** Work instructions **
Wherever "UnknownAlgorithm" turns up in the entries, copy out the line that holds it.

** Data records **
== Segment start ==

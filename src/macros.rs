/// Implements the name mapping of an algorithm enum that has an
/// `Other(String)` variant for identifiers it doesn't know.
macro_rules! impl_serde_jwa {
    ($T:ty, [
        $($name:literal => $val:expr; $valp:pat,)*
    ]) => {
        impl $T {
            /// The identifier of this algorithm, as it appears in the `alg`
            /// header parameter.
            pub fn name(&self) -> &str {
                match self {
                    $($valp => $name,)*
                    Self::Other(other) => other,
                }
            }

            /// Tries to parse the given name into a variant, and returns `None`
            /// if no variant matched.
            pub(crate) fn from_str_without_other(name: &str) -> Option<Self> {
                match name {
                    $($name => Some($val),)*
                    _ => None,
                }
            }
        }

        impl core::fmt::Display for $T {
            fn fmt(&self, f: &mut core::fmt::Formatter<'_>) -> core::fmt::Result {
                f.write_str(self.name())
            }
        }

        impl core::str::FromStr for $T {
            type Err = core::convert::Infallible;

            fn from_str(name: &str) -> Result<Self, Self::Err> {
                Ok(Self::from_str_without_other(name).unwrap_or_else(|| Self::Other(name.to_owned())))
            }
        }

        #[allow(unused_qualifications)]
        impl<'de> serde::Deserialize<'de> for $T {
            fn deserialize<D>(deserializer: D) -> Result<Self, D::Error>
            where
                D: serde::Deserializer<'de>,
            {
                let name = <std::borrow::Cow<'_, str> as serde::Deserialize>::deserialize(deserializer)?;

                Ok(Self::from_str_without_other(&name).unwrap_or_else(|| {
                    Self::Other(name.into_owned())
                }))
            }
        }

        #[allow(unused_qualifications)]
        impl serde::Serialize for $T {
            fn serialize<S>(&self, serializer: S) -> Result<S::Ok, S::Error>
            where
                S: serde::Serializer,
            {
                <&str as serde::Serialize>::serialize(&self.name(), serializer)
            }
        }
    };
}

== Segment end ==
== Segment start ==

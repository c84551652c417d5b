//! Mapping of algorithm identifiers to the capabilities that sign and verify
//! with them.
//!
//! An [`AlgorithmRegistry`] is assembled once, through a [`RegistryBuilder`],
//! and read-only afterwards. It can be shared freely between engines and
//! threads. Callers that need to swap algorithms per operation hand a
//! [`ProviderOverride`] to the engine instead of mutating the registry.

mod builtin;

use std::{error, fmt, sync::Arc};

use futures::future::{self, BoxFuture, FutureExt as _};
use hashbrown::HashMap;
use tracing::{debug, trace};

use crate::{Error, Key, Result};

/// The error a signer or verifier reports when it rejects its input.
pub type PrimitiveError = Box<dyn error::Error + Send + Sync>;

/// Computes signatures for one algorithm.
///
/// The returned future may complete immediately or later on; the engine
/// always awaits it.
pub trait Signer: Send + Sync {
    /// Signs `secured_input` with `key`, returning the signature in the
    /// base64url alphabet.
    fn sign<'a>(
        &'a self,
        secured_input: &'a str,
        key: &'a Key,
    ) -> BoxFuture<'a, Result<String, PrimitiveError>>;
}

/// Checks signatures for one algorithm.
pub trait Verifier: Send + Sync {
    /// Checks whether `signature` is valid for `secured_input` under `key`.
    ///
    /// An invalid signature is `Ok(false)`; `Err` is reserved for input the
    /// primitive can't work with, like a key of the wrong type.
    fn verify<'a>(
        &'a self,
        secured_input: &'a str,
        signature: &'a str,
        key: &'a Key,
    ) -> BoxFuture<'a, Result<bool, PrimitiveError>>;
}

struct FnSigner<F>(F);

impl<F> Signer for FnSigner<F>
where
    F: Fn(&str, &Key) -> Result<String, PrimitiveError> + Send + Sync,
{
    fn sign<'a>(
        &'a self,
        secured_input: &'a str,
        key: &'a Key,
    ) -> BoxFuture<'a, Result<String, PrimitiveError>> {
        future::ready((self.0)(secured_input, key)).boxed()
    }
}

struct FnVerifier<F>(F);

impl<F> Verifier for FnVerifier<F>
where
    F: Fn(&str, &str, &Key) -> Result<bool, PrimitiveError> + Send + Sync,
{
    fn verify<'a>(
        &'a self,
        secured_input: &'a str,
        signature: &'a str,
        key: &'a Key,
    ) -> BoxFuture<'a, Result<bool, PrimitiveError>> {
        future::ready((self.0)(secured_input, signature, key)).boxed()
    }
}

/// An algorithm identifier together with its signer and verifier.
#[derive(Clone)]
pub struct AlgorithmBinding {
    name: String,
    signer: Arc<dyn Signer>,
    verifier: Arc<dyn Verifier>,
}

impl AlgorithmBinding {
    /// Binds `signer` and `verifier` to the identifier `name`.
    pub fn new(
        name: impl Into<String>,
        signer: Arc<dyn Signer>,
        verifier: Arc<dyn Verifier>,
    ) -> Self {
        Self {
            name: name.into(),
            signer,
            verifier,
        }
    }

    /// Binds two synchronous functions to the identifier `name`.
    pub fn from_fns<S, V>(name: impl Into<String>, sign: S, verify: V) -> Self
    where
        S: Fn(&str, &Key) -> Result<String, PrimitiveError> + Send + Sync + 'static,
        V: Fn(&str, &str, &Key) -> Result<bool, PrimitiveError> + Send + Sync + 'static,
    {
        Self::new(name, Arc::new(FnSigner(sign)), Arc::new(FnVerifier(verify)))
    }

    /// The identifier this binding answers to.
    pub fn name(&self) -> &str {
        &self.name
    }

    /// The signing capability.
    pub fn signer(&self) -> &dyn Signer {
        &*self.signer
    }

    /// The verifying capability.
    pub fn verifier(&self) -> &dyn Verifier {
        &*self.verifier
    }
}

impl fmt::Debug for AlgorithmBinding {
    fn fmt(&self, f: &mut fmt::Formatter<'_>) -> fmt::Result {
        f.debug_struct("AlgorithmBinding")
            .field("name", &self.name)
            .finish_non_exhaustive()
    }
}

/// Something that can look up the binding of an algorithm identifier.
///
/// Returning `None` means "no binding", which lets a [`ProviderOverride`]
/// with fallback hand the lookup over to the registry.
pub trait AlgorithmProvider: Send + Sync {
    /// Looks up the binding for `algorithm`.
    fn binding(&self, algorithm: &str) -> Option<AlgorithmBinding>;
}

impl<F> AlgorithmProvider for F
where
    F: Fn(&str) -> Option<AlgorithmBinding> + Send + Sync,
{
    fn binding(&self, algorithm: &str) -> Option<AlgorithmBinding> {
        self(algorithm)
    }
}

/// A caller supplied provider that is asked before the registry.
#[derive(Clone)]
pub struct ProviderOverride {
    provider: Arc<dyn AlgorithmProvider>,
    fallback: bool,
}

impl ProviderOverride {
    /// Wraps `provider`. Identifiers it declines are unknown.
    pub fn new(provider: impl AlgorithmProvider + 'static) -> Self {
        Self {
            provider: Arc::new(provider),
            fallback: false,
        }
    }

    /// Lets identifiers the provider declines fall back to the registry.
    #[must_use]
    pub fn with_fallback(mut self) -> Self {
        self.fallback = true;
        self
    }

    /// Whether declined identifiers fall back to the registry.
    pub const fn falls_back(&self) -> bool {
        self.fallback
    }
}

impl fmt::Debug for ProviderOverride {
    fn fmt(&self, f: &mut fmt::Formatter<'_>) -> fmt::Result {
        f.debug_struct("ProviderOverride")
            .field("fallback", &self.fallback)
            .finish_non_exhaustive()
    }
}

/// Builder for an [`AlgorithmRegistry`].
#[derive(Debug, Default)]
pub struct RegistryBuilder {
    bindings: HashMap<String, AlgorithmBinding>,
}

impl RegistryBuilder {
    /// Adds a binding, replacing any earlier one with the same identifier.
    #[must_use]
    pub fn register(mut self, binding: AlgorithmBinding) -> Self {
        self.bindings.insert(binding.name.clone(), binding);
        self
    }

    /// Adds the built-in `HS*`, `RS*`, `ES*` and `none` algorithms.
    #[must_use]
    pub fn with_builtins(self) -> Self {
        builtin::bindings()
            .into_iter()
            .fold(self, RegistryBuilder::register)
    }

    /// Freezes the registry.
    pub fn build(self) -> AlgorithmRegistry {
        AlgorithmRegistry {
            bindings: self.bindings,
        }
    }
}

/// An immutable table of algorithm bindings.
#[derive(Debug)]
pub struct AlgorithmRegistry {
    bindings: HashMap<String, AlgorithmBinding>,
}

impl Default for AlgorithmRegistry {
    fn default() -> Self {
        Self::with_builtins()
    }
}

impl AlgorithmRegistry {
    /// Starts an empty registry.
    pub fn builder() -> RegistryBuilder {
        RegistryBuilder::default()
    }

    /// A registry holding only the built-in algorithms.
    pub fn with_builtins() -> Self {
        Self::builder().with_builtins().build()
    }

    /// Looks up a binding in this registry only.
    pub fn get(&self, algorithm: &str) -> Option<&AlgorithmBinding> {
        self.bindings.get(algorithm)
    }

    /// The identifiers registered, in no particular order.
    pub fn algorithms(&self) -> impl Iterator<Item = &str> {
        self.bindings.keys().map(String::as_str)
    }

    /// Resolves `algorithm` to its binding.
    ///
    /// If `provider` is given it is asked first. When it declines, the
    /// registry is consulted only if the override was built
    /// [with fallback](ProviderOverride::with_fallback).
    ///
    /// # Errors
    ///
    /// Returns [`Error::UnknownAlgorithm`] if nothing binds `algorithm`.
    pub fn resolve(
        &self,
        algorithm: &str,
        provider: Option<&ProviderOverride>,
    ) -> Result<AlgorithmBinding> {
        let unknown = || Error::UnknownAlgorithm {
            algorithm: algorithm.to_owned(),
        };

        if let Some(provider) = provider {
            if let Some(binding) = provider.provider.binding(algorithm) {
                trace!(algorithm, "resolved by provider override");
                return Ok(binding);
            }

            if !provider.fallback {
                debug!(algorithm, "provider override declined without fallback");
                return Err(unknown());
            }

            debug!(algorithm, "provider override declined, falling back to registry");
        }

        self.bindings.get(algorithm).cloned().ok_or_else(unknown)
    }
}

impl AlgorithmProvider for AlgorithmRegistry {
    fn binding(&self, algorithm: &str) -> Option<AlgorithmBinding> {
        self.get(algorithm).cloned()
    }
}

== Segment end ==

** Solution for this task **
    /// Returns [`Error::UnknownAlgorithm`] if nothing binds `algorithm`.
        let unknown = || Error::UnknownAlgorithm {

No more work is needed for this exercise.